In practice, JiVS has proven to reduce operating costs by 80 to 90 percent after decommissioning the legacy systems. With the remaining 10 to 20 percent, the legacy data to be retained for compliance reasons, including SAP business logic, can continue to be used.
Archiving and further use are possible at the push of a button: Data Migration Services calls this data historization or application retirement. JiVS is a Java-based platform and represents a combination of standard technology, applications and methods.
At the heart of the JiVS platform is the ability to detach data and business logic from the source and target systems. JiVS was developed for the conversion of IT systems and the consolidation of individual systems.
Data cleansing in particular is crucial for a successful S/4 migration. This is because existing SAP customers are embarking on the migration path in times of increasing compliance requirements.
First and foremost, there is the European General Data Protection Regulation (EU GDPR), non-compliance with which will result in severe penalties from May 2018. For this, companies must know, among other things, exactly what personal data of EU citizens they have, where they store it, for what - legitimate - purposes they process it, whether this data is correct and whether they really only store the data they need for these purposes.
In addition, they are obliged to provide information to citizens and authorities. Companies that do not clean up their data inventories are likely to have great difficulty in meeting these requirements. The JiVS platform helps companies to overcome these difficulties.

Rosa: Successful migration to S/4 Hana
A current example of a greenfield migration using JiVS is the S/4 Hana project of the mail-order pharmacy and doctors' wholesaler "Zur Rose" based in Switzerland, which includes such well-known brands as DocMorris.
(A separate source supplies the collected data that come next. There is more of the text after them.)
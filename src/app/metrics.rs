//! Run identity, verdict status, and the metrics record every worker writes
//! into during a run.
//!
//! Timestamps are seconds relative to the run's start (`total_start` is
//! always 0).  Only fields that were actually reached are populated, so an
//! aborted run has no analysis timestamps.

use core::fmt;
use std::path::PathBuf;
use std::sync::{Arc, Mutex};
use std::time::Instant;

use serde::{Deserialize, Serialize};

use crate::control::worker::lock_unpoisoned;

// ───────────────────────────────────────────────────────────────
// Run id
// ───────────────────────────────────────────────────────────────

/// Wall-clock run identifier, `YYYY-MM-DD HH:MM:SS.mmm` in local time.
#[derive(Debug, Clone, PartialEq, Eq, Hash, Serialize, Deserialize)]
#[serde(transparent)]
pub struct RunId(String);

impl RunId {
    pub fn now() -> Self {
        Self(
            chrono::Local::now()
                .format("%Y-%m-%d %H:%M:%S%.3f")
                .to_string(),
        )
    }

    pub fn new(id: impl Into<String>) -> Self {
        Self(id.into())
    }

    pub fn as_str(&self) -> &str {
        &self.0
    }

    /// Filename-safe form: `:` and `.` become `-`, spaces become `_`.
    pub fn file_stem(&self) -> String {
        self.0
            .chars()
            .map(|c| match c {
                ':' | '.' => '-',
                ' ' => '_',
                other => other,
            })
            .collect()
    }
}

impl fmt::Display for RunId {
    fn fmt(&self, f: &mut fmt::Formatter<'_>) -> fmt::Result {
        f.write_str(&self.0)
    }
}

// ───────────────────────────────────────────────────────────────
// Status
// ───────────────────────────────────────────────────────────────

#[derive(Debug, Clone, Copy, PartialEq, Eq, Serialize, Deserialize)]
#[serde(rename_all = "SCREAMING_SNAKE_CASE")]
pub enum RunStatus {
    Passed,
    Failed,
    AbortedSealWarning,
    Error,
}

impl RunStatus {
    pub fn as_str(self) -> &'static str {
        match self {
            Self::Passed => "PASSED",
            Self::Failed => "FAILED",
            Self::AbortedSealWarning => "ABORTED_SEAL_WARNING",
            Self::Error => "ERROR",
        }
    }
}

impl fmt::Display for RunStatus {
    fn fmt(&self, f: &mut fmt::Formatter<'_>) -> fmt::Result {
        f.write_str(self.as_str())
    }
}

// ───────────────────────────────────────────────────────────────
// Metrics record
// ───────────────────────────────────────────────────────────────

#[derive(Debug, Clone, Default, PartialEq, Serialize, Deserialize)]
pub struct RunMetrics {
    pub run_id: Option<RunId>,
    pub status: Option<RunStatus>,

    // --- Timestamps (seconds since run start) ---
    pub total_start: f64,
    pub total_end: Option<f64>,
    pub baseline_start: Option<f64>,
    pub baseline_end: Option<f64>,
    pub analysis_start: Option<f64>,
    pub analysis_end: Option<f64>,
    /// Seconds from analysis start to the first frame above threshold.
    pub first_exceed_time: Option<f64>,

    // --- Threshold model ---
    /// Finite baseline means the model was estimated from.
    pub baseline_samples: usize,
    pub baseline_mean: Option<f32>,
    pub baseline_quantile: Option<f32>,
    pub baseline_std: Option<f32>,
    pub guard_band: Option<f32>,
    pub effective_threshold: Option<f32>,
    /// Fail-safe threshold applied because no baseline sample was usable.
    pub baseline_fallback: bool,

    // --- Analysis ---
    pub max_brightness: f32,
    pub pct_above_threshold: Option<f32>,
    pub heatmap_png_path: Option<PathBuf>,

    // --- Counters ---
    pub frames_total: u64,
    pub frames_baseline: u64,
    pub frames_analysis: u64,
    pub baseline_misses: u32,
    pub read_errors: u64,

    // --- Actuation ---
    pub rotation_time_accum: f64,
    pub mist_time: f64,
    pub actuator_errors: u32,
    /// Rotation was skipped because the rotational actuator failed to init.
    pub actuator_degraded: bool,
}

impl RunMetrics {
    pub fn total_time(&self) -> Option<f64> {
        self.total_end.map(|end| end - self.total_start)
    }

    pub fn baseline_time(&self) -> Option<f64> {
        Some(self.baseline_end? - self.baseline_start?)
    }

    pub fn analysis_time(&self) -> Option<f64> {
        Some(self.analysis_end? - self.analysis_start?)
    }
}

/// Metrics record shared by every worker of one run.
#[derive(Clone)]
pub struct SharedMetrics {
    inner: Arc<Mutex<RunMetrics>>,
    origin: Instant,
}

impl SharedMetrics {
    pub fn new(run_id: RunId) -> Self {
        Self {
            inner: Arc::new(Mutex::new(RunMetrics {
                run_id: Some(run_id),
                ..RunMetrics::default()
            })),
            origin: Instant::now(),
        }
    }

    /// Seconds since the run started.
    pub fn elapsed_secs(&self) -> f64 {
        self.origin.elapsed().as_secs_f64()
    }

    /// Mutate the record under the lock.
    pub fn update<R>(&self, f: impl FnOnce(&mut RunMetrics) -> R) -> R {
        f(&mut lock_unpoisoned(&self.inner))
    }

    pub fn snapshot(&self) -> RunMetrics {
        lock_unpoisoned(&self.inner).clone()
    }
}
//! GPIO actuator: mist relay plus a four-coil unipolar stepper.
//!
//! Written against `embedded-hal` 1.0 traits so any HAL that provides
//! `OutputPin` and `DelayNs` (linux-embedded-hal, rppal, …) can drive it.
//!
//! Default wiring (BCM numbering): relay on 17, coils on 23/24/25/8.
//! One segment is a quarter turn: 128 steps, each step walking the
//! four-phase wave sequence with a 2 ms dwell per phase.

use embedded_hal::delay::DelayNs;
use embedded_hal::digital::OutputPin;
use log::{info, warn};

use crate::app::ports::ActuatorDriver;
use crate::error::DeviceError;

pub const RELAY_PIN: u8 = 17;
pub const COIL_PINS: [u8; 4] = [23, 24, 25, 8];

/// Steps per 90° segment.
pub const STEPS_PER_SEGMENT: u32 = 128;
/// Dwell per wave phase, microseconds.
pub const PHASE_DWELL_US: u32 = 2_000;

/// One coil energised at a time.
pub const WAVE_SEQUENCE: [[bool; 4]; 4] = [
    [true, false, false, false],
    [false, true, false, false],
    [false, false, true, false],
    [false, false, false, true],
];

/// The four stepper coils and the delay used between phases.
pub struct Stepper<P, D> {
    coils: [P; 4],
    delay: D,
    steps_per_segment: u32,
    dwell_us: u32,
}

impl<P: OutputPin, D: DelayNs> Stepper<P, D> {
    pub fn new(coils: [P; 4], delay: D) -> Self {
        Self {
            coils,
            delay,
            steps_per_segment: STEPS_PER_SEGMENT,
            dwell_us: PHASE_DWELL_US,
        }
    }

    /// Override the segment length and dwell (e.g. for a geared rotor).
    pub fn with_timing(mut self, steps_per_segment: u32, dwell_us: u32) -> Self {
        self.steps_per_segment = steps_per_segment;
        self.dwell_us = dwell_us;
        self
    }

    fn apply(&mut self, phase: &[bool; 4]) -> Result<(), DeviceError> {
        for (coil, &on) in self.coils.iter_mut().zip(phase) {
            let res = if on { coil.set_high() } else { coil.set_low() };
            res.map_err(|_| DeviceError::WriteFailed)?;
        }
        Ok(())
    }

    fn release(&mut self) -> Result<(), DeviceError> {
        self.apply(&[false; 4])
    }

    fn segment(&mut self) -> Result<(), DeviceError> {
        for _ in 0..self.steps_per_segment {
            for phase in &WAVE_SEQUENCE {
                self.apply(phase)?;
                self.delay.delay_us(self.dwell_us);
            }
        }
        self.release()
    }
}

/// Relay pin `R` and an optional stepper.  Without a stepper, `init`
/// reports the rotor unavailable and the run degrades to mist-only.
pub struct GpioActuator<R, P, D> {
    relay: R,
    stepper: Option<Stepper<P, D>>,
    ready: bool,
}

impl<R: OutputPin, P: OutputPin, D: DelayNs> GpioActuator<R, P, D> {
    pub fn new(relay: R, stepper: Option<Stepper<P, D>>) -> Self {
        Self {
            relay,
            stepper,
            ready: false,
        }
    }
}

impl<R: OutputPin, P: OutputPin, D: DelayNs> ActuatorDriver for GpioActuator<R, P, D> {
    fn init(&mut self) -> Result<(), DeviceError> {
        let stepper = self.stepper.as_mut().ok_or(DeviceError::Unavailable)?;
        stepper.release()?;
        self.ready = true;
        info!("stepper ready");
        Ok(())
    }

    fn set_relay(&mut self, on: bool) -> Result<(), DeviceError> {
        let res = if on {
            self.relay.set_high()
        } else {
            self.relay.set_low()
        };
        res.map_err(|_| DeviceError::WriteFailed)
    }

    fn rotate_segment(&mut self) -> Result<(), DeviceError> {
        if !self.ready {
            return Err(DeviceError::NotInitialised);
        }
        self.stepper
            .as_mut()
            .ok_or(DeviceError::Unavailable)?
            .segment()
    }

    fn cleanup(&mut self) {
        if self.relay.set_low().is_err() {
            warn!("relay release failed during cleanup");
        }
        if let Some(stepper) = self.stepper.as_mut() {
            if stepper.release().is_err() {
                warn!("coil release failed during cleanup");
            }
        }
        self.ready = false;
    }
}
//! Baseline sampler: a fixed number of periodic brightness means taken from
//! the frame slot while the chamber is dark.
//!
//! Samples land in a fixed-capacity buffer; the attempt count is capped at
//! [`MAX_BASELINE_SAMPLES`] when the configuration is resolved.  Attempts
//! that find no frame are counted as misses rather than samples, so a dead
//! sensor yields an empty buffer and the threshold estimator's fail-safe.

use core::time::Duration;

use heapless::Vec;
use log::{debug, info, warn};

use crate::app::metrics::SharedMetrics;
use crate::config::{Roi, TestConfig};
use crate::control::worker::StopSignal;
use crate::sensors::grabber::FrameSlot;

/// Upper bound on baseline sampling attempts per run.
pub const MAX_BASELINE_SAMPLES: usize = 512;

/// Brightness means collected during one baseline window.
pub type BaselineSamples = Vec<f32, MAX_BASELINE_SAMPLES>;

/// Resolved baseline schedule.
#[derive(Debug, Clone, Copy)]
pub struct BaselinePlan {
    pub attempts: usize,
    pub period: Duration,
    pub roi: Option<Roi>,
}

impl From<&TestConfig> for BaselinePlan {
    fn from(cfg: &TestConfig) -> Self {
        Self {
            attempts: cfg.baseline_sample_count(),
            period: cfg.baseline_sample_period(),
            roi: cfg.roi,
        }
    }
}

/// Sample the slot `plan.attempts` times, one period apart.
///
/// Ends early if `stop` fires; whatever was collected so far is returned.
pub fn collect(
    slot: &FrameSlot,
    plan: &BaselinePlan,
    stop: &StopSignal,
    metrics: &SharedMetrics,
) -> BaselineSamples {
    let mut samples = BaselineSamples::new();
    let mut misses = 0u32;

    for _ in 0..plan.attempts.min(MAX_BASELINE_SAMPLES) {
        if stop.wait(plan.period) {
            info!("baseline interrupted after {} samples", samples.len());
            break;
        }
        match slot.latest() {
            Some(frame) => {
                let mean = frame.mean_brightness(plan.roi);
                if samples.push(mean).is_err() {
                    break;
                }
                metrics.update(|m| {
                    m.frames_total += 1;
                    m.frames_baseline += 1;
                });
            }
            None => {
                misses += 1;
                debug!("baseline attempt found no frame");
            }
        }
    }

    if misses > 0 {
        warn!(
            "baseline: {} of {} attempts had no frame",
            misses,
            samples.len() as u32 + misses
        );
    }
    metrics.update(|m| m.baseline_misses = misses);
    samples
}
With the migration to the new SAP generation, the company wanted to standardize its heterogeneous IT landscape and separate the legacy data from the current data. Furthermore, operating costs were to be permanently reduced.
Zur Rose" is supported in the project by T-Systems Data Migration Consulting, the largest JiVS partner of Data Migration Services. With the help of the JiVS data platform, the data volume was reduced by around 30 percent.
The current data was migrated to S/4 Hana, and all data is archived in JiVS History. Zur Rose" can continue to access the historicized data at any time and evaluate it in the future for management decisions or for compliance purposes.
The customer benefit here:
"We're solving two big problems at once".
says Ricardo Nebot, CIO, Zur Rose Group.
"For us, the crucial point was to achieve the cleansed transfer of data from the legacy systems to the new SAP and, at the same time, archiving in compliance with the law."
Conclusion
SAP's existing customers are in a dilemma: the majority of them want to implement S/4 Hana, but they don't know how to pay for it. Neither the greenfield nor the brownfield approach leads out of this impasse.
On the other hand, those who shut down their legacy systems with JiVS or drastically reduce the data volume of the existing operational SAP systems with JiVS create the necessary free space for the new generation of SAP software.